A native of Australia, Craik earned bachelor’s and doctoral degrees from La Trobe University, in his home country. After postdoctoral stints in the U.S. and back home, he joined the faculty at Australia’s Victorian College of Pharmacy. In 1995, he moved to the University of Queensland.

It was during a sabbatical at England’s Oxford University, in 1991, that Craik discovered the first cyclotide—a cyclic peptide with six cysteine residues in a knotted arrangement. The protein, named kalata B1, had originally been identified in the 1970s by Lorents Gran, a Norwegian doctor who isolated and identified the compound as the active component in a tea that women in the Congo drank to shorten their time in labor.

“It was a complete accident that I came across this peptide,” Craik recalls. “I did the structure using NMR and we discovered the knotted disulfide arrangement and with colleagues discovered it was a head-to-tail cyclic peptide.
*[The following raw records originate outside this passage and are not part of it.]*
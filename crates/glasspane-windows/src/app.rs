use std::cell::RefCell;
use std::rc::Rc;

use glasspane_core::{Config, HostResult, OverlayController, OverlayHost, PointerRouter, Rect, Source};
use windows::Win32::UI::WindowsAndMessaging::{GetSystemMetrics, SM_CXSCREEN, SM_CYSCREEN};

use crate::content::PlaceholderContent;
use crate::hotkey::HotkeyTable;
use crate::window::OverlayWindow;
use crate::{pointer, pump};

/// Creates the overlay showing `source` and runs it until the user quits.
///
/// Blocks the calling thread, which becomes the UI thread.
pub fn run(config: &Config, source: Source) -> HostResult<()> {
    let rect = centered(config);
    let window = OverlayWindow::create(&rect, "Glasspane")?;
    let content = PlaceholderContent::create(&window)?;

    let mut controller =
        OverlayController::new(window, content, rect, config.overlay.min_size());
    controller.set_opacity(config.overlay.opacity);
    controller.set_zoom(config.overlay.zoom);
    controller.show_source(source);
    controller.host().show();

    let controller = Rc::new(RefCell::new(controller));
    let router = PointerRouter::new(config.pointer);

    let filter_target = Rc::clone(&controller);
    let _filter = pump::install_filter(move |msg| {
        let Some(event) = pointer::translate(msg) else {
            return false;
        };
        // Busy means a command is running a modal loop; let it have the input.
        let Ok(mut ctl) = filter_target.try_borrow_mut() else {
            return false;
        };
        router.route(&mut ctl, &event).is_consumed()
    });

    let hotkeys = HotkeyTable::register(&config.hotkey);
    pump::run(|id| {
        let Some(command) = hotkeys.command_for(id) else {
            return;
        };
        match controller.try_borrow_mut() {
            Ok(mut ctl) => {
                ctl.execute(command);
            }
            Err(_) => glasspane_core::log_debug!("hotkey {id} ignored while busy"),
        }
    });

    glasspane_core::log_info!("message loop ended");
    Ok(())
}

/// The configured size, centred on the primary monitor.
fn centered(config: &Config) -> Rect {
    // SAFETY: plain metric queries.
    let (screen_w, screen_h) =
        unsafe { (GetSystemMetrics(SM_CXSCREEN), GetSystemMetrics(SM_CYSCREEN)) };
    let o = &config.overlay;
    o.initial_rect(((screen_w - o.width) / 2).max(0), ((screen_h - o.height) / 2).max(0))
}
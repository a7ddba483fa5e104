use glasspane_core::{Resolver, Source, SourceError};
use thiserror::Error;

/// Failures that stop the overlay before a window exists.
#[derive(Debug, Error)]
pub enum StartupError {
    #[error("invalid startup source: {0}")]
    InvalidStartupSource(#[from] SourceError),
    #[cfg_attr(windows, allow(dead_code))]
    #[error("Glasspane currently only runs on Windows")]
    UnsupportedPlatform,
    #[cfg_attr(not(windows), allow(dead_code))]
    #[error("{0}")]
    Host(String),
}

/// Picks the startup text: the positional source wins over `--html`.
pub fn source_text<'a>(positional: Option<&'a str>, html: &'a str) -> &'a str {
    positional.unwrap_or(html)
}

/// Resolves the startup source against the working directory.
pub fn resolve(text: &str) -> Result<Source, StartupError> {
    Ok(Resolver::from_env().resolve(text)?)
}
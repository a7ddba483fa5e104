use serde::{Deserialize, Serialize};

/// A position in screen coordinates.
#[derive(Debug, Clone, Copy, Default, PartialEq, Eq)]
pub struct Point {
    pub x: i32,
    pub y: i32,
}

impl Point {
    pub fn new(x: i32, y: i32) -> Self {
        Self { x, y }
    }

    /// Component-wise difference `self - origin`.
    pub fn delta_from(self, origin: Point) -> Point {
        Point::new(self.x - origin.x, self.y - origin.y)
    }
}

/// The smallest size the overlay may be resized to.
#[derive(Debug, Clone, Copy, PartialEq, Eq, Serialize, Deserialize)]
pub struct MinSize {
    pub width: i32,
    pub height: i32,
}

impl Default for MinSize {
    fn default() -> Self {
        Self {
            width: 260,
            height: 1,
        }
    }
}

/// A rectangle in screen coordinates.
///
/// Uses the Win32 `RECT` convention: `right` and `bottom` are exclusive,
/// so `width() == right - left`.
#[derive(Debug, Clone, Copy, Default, PartialEq, Eq)]
pub struct Rect {
    pub left: i32,
    pub top: i32,
    pub right: i32,
    pub bottom: i32,
}

impl Rect {
    pub fn new(left: i32, top: i32, right: i32, bottom: i32) -> Self {
        Self {
            left,
            top,
            right,
            bottom,
        }
    }

    /// Builds a rectangle from an origin and a size.
    pub fn from_origin_size(x: i32, y: i32, width: i32, height: i32) -> Self {
        Self::new(x, y, x + width, y + height)
    }

    pub fn width(&self) -> i32 {
        self.right - self.left
    }

    pub fn height(&self) -> i32 {
        self.bottom - self.top
    }

    /// Top-left corner.
    pub fn origin(&self) -> Point {
        Point::new(self.left, self.top)
    }

    /// Returns whether the point lies inside the rectangle.
    pub fn contains(&self, p: Point) -> bool {
        p.x >= self.left && p.x < self.right && p.y >= self.top && p.y < self.bottom
    }

    /// Returns the rectangle shifted by `delta`, size unchanged.
    pub fn translated(&self, delta: Point) -> Rect {
        Rect::new(
            self.left + delta.x,
            self.top + delta.y,
            self.right + delta.x,
            self.bottom + delta.y,
        )
    }

    /// Grows the right and bottom sides so the rectangle is at least `min`.
    ///
    /// The origin never moves.
    pub fn clamped_to(&self, min: MinSize) -> Rect {
        Rect::new(
            self.left,
            self.top,
            self.right.max(self.left + min.width),
            self.bottom.max(self.top + min.height),
        )
    }
}
/// Opacity levels offered in menus, in percent.
pub const OPACITY_LEVELS: &[u32] = &[100, 90, 80, 70, 60, 50, 40, 30];

/// Zoom levels offered in menus, in percent.
pub const ZOOM_LEVELS: &[u32] = &[50, 75, 90, 100, 110, 125, 150, 175, 200];

/// Live appearance settings of the overlay. Never persisted.
#[derive(Debug, Clone, Copy, PartialEq)]
pub struct OverlaySettings {
    /// Window opacity in `[0.0, 1.0]`.
    pub opacity: f64,
    /// Content zoom factor, always positive.
    pub zoom: f64,
}

impl Default for OverlaySettings {
    fn default() -> Self {
        Self {
            opacity: 1.0,
            zoom: 1.0,
        }
    }
}

/// Converts a percentage level to a fraction.
pub fn fraction(percent: u32) -> f64 {
    f64::from(percent) / 100.0
}

/// Returns whether `value` corresponds to the `percent` level.
pub fn is_level(value: f64, percent: u32) -> bool {
    (value * 100.0 - f64::from(percent)).abs() < 0.5
}

/// Moves from `current` to the neighbouring level in numeric order.
///
/// Values between levels snap to the next one in the requested direction;
/// the extremes stay put.
pub fn step(levels: &[u32], current: f64, up: bool) -> f64 {
    let mut sorted = levels.to_vec();
    sorted.sort_unstable();
    let current_pct = current * 100.0;

    let next = if up {
        sorted
            .iter()
            .copied()
            .find(|&l| f64::from(l) > current_pct + 0.5)
    } else {
        sorted
            .iter()
            .rev()
            .copied()
            .find(|&l| f64::from(l) < current_pct - 0.5)
    };

    next.map(fraction).unwrap_or(current)
}
//! Menu model shared by the context menu and any tray collaborator.
//!
//! The core describes menus as data; platform crates render them.

use crate::command::Command;
use crate::settings::{self, OPACITY_LEVELS, OverlaySettings, ZOOM_LEVELS};

/// One option in an exclusive-choice group.
#[derive(Debug, Clone, PartialEq)]
pub struct Choice {
    pub label: String,
    pub checked: bool,
    pub command: Command,
}

#[derive(Debug, Clone, PartialEq)]
pub enum MenuEntry {
    Item {
        label: String,
        command: Command,
    },
    /// A checkable item.
    Toggle {
        label: String,
        checked: bool,
        command: Command,
    },
    /// A submenu whose options behave like radio buttons.
    Choices {
        label: String,
        options: Vec<Choice>,
    },
    Separator,
}

/// Builds a radio-style submenu from a table of percentage levels.
///
/// The option matching `current` is checked; each option carries the
/// command `make` produces for its fraction.
pub fn exclusive_choice(
    label: &str,
    levels: &[u32],
    current: f64,
    make: impl Fn(f64) -> Command,
) -> MenuEntry {
    let options = levels
        .iter()
        .map(|&pct| Choice {
            label: format!("{pct}%"),
            checked: settings::is_level(current, pct),
            command: make(settings::fraction(pct)),
        })
        .collect();

    MenuEntry::Choices {
        label: label.to_string(),
        options,
    }
}

/// The overlay's right-click menu.
pub fn context_menu(settings: &OverlaySettings, click_through: bool) -> Vec<MenuEntry> {
    vec![
        MenuEntry::Item {
            label: "Open HTML File...".into(),
            command: Command::BrowseFile,
        },
        MenuEntry::Item {
            label: "Open URL...".into(),
            command: Command::EnterUrl,
        },
        MenuEntry::Separator,
        exclusive_choice("Opacity", OPACITY_LEVELS, settings.opacity, Command::SetOpacity),
        exclusive_choice("Scale", ZOOM_LEVELS, settings.zoom, Command::SetZoom),
        MenuEntry::Toggle {
            label: "Click-Through".into(),
            checked: click_through,
            command: Command::ToggleClickThrough,
        },
        MenuEntry::Separator,
        MenuEntry::Item {
            label: "Exit".into(),
            command: Command::Quit,
        },
    ]
}
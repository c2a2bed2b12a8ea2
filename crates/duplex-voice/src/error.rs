//! Error types for the duplex voice coordinator

use thiserror::Error;

/// Result type alias for voice operations
pub type VoiceResult<T> = Result<T, VoiceError>;

/// Errors that can occur in the conversation coordination layer
#[derive(Error, Debug)]
pub enum VoiceError {
    /// The speech-await window elapsed without a finalized utterance.
    /// Recoverable: the coordinator retries the turn.
    #[error("no speech detected within the listening window")]
    NoSpeechDetected,

    /// Reply generation failed or timed out. Recoverable: a canned
    /// fallback is spoken instead.
    #[error("reply generation failed: {0}")]
    Generation(String),

    /// Playback failed (sink or synthesis-source error). Recoverable: the
    /// turn ends as interrupted without user speech.
    #[error("audio playback error: {0}")]
    Playback(String),

    /// Capture is foundational; losing it ends the session.
    #[error("speech capture failed: {0}")]
    Capture(String),

    /// Terminal: the session ended by exit phrase or error ceiling.
    #[error("session aborted ({})", abort_reason(.graceful))]
    Aborted { graceful: bool },

    #[error("configuration error: {0}")]
    Config(String),

    #[error("channel send error: {0}")]
    ChannelSend(String),

    #[error("IO error: {0}")]
    Io(#[from] std::io::Error),
}

fn abort_reason(graceful: &bool) -> &'static str {
    if *graceful {
        "graceful exit"
    } else {
        "error ceiling"
    }
}

impl VoiceError {
    /// Whether this error terminates the session rather than the turn.
    pub fn is_fatal(&self) -> bool {
        matches!(self, VoiceError::Capture(_) | VoiceError::Aborted { .. })
    }
}

#[cfg(test)]
mod tests {
    use super::*;

    #[test]
    fn fatal_classification() {
        assert!(VoiceError::Capture("mic gone".into()).is_fatal());
        assert!(VoiceError::Aborted { graceful: true }.is_fatal());
        assert!(!VoiceError::NoSpeechDetected.is_fatal());
        assert!(!VoiceError::Generation("timeout".into()).is_fatal());
        assert!(!VoiceError::Playback("sink".into()).is_fatal());
    }

    #[test]
    fn aborted_display_names_the_cause() {
        let graceful = VoiceError::Aborted { graceful: true }.to_string();
        assert!(graceful.contains("graceful"));
        let ceiling = VoiceError::Aborted { graceful: false }.to_string();
        assert!(ceiling.contains("error ceiling"));
    }
}
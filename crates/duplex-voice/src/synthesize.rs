//! **Speech synthesis contract** — the streaming TTS collaborator.
//!
//! The pipeline never knows what voice model produced a frame; it consumes an
//! ordered frame stream and feeds the output sink. Implement
//! [`SpeechSynthesizer`] for a real engine (local model or remote streaming
//! API). Streams must be lazy (frames produced as they are consumed) and
//! cancel-safe (dropping the receiver aborts production promptly).

use crate::error::{VoiceError, VoiceResult};
use std::f32::consts::TAU;
use std::time::Duration;
use tokio::sync::mpsc;

/// One synthesized audio frame: an opaque payload with a sequence number.
/// Exactly one consumer drains a given frame.
#[derive(Debug, Clone)]
pub struct AudioFrame {
    /// Position in the stream, starting at 0 per synthesis call.
    pub seq: u64,
    /// Encoded audio. The sink decides how to interpret it; the in-crate
    /// sinks use 16-bit little-endian mono PCM.
    pub bytes: Vec<u8>,
}

/// Stream of frames from one `synthesize` call. An `Err` item is a terminal
/// synthesis failure; the channel closing marks a clean end of stream.
pub type FrameStream = mpsc::Receiver<VoiceResult<AudioFrame>>;

/// Streaming synthesis backend.
pub trait SpeechSynthesizer: Send + Sync {
    /// Begin synthesizing `text`. Returns immediately with the lazy stream.
    fn synthesize(&self, text: &str) -> VoiceResult<FrameStream>;
}

/// Deterministic synthesizer: a quiet tone whose length scales with the text.
/// Stands in for a voice model in tests and the offline demo.
#[derive(Debug, Clone)]
pub struct ToneSynthesizer {
    /// PCM sample rate of produced frames.
    pub sample_rate: u32,
    /// Duration of each frame.
    pub frame_duration: Duration,
    /// Characters of text per frame of audio.
    pub chars_per_frame: usize,
    /// Optional artificial delay between frames, to mimic a remote stream.
    pub frame_delay: Option<Duration>,
}

impl Default for ToneSynthesizer {
    fn default() -> Self {
        Self {
            sample_rate: 16000,
            frame_duration: Duration::from_millis(20),
            chars_per_frame: 4,
            frame_delay: None,
        }
    }
}

impl ToneSynthesizer {
    pub fn new() -> Self {
        Self::default()
    }

    /// Simulate a remote stream that delivers one frame per `delay`.
    pub fn with_frame_delay(mut self, delay: Duration) -> Self {
        self.frame_delay = Some(delay);
        self
    }

    fn frame_count(&self, text: &str) -> u64 {
        let chars = text.trim().chars().count();
        if chars == 0 {
            return 0;
        }
        (chars as u64).div_ceil(self.chars_per_frame.max(1) as u64)
    }

    fn render_frame(&self, seq: u64) -> Vec<u8> {
        let samples = (self.sample_rate as f64 * self.frame_duration.as_secs_f64()) as usize;
        let mut bytes = Vec::with_capacity(samples * 2);
        let offset = seq as usize * samples;
        for i in 0..samples {
            let t = (offset + i) as f32 / self.sample_rate as f32;
            let value = (TAU * 220.0 * t).sin() * 0.1;
            let pcm = (value * i16::MAX as f32) as i16;
            bytes.extend_from_slice(&pcm.to_le_bytes());
        }
        bytes
    }
}

impl SpeechSynthesizer for ToneSynthesizer {
    fn synthesize(&self, text: &str) -> VoiceResult<FrameStream> {
        let total = self.frame_count(text);
        if total == 0 {
            return Err(VoiceError::Playback("nothing to synthesize".to_string()));
        }
        // Small buffer keeps production lazy: the task stalls until the
        // pipeline drains, and aborts when the receiver is dropped.
        let (tx, rx) = mpsc::channel(4);
        let this = self.clone();

        tokio::spawn(async move {
            for seq in 0..total {
                if let Some(delay) = this.frame_delay {
                    tokio::time::sleep(delay).await;
                }
                let frame = AudioFrame {
                    seq,
                    bytes: this.render_frame(seq),
                };
                if tx.send(Ok(frame)).await.is_err() {
                    return; // cancelled
                }
            }
        });

        Ok(rx)
    }
}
No one had seen a cysteine knot before, and a head-to-tail cyclized backbone for a peptide of that size was unprecedented.” There was some skepticism over the structure, he remembers. “It was stubbornness, I suppose, that kept me working in an area that wasn’t fashionable.”

Since then, Craik has discovered many other examples of the cyclotides, and that research has dovetailed nicely with his work on the peptides known as conotoxins. By linking the N- and C-termini of a conotoxin from cone snail venom, essentially transforming it into a cyclotide, Craik’s group has made a stable peptide with promising properties for treating chronic pain.

As for the Hirschmann prize, Craik says, “I’m just really honored and delighted to receive the award.”

Craik will present the award address before the ACS Division of Biological Chemistry.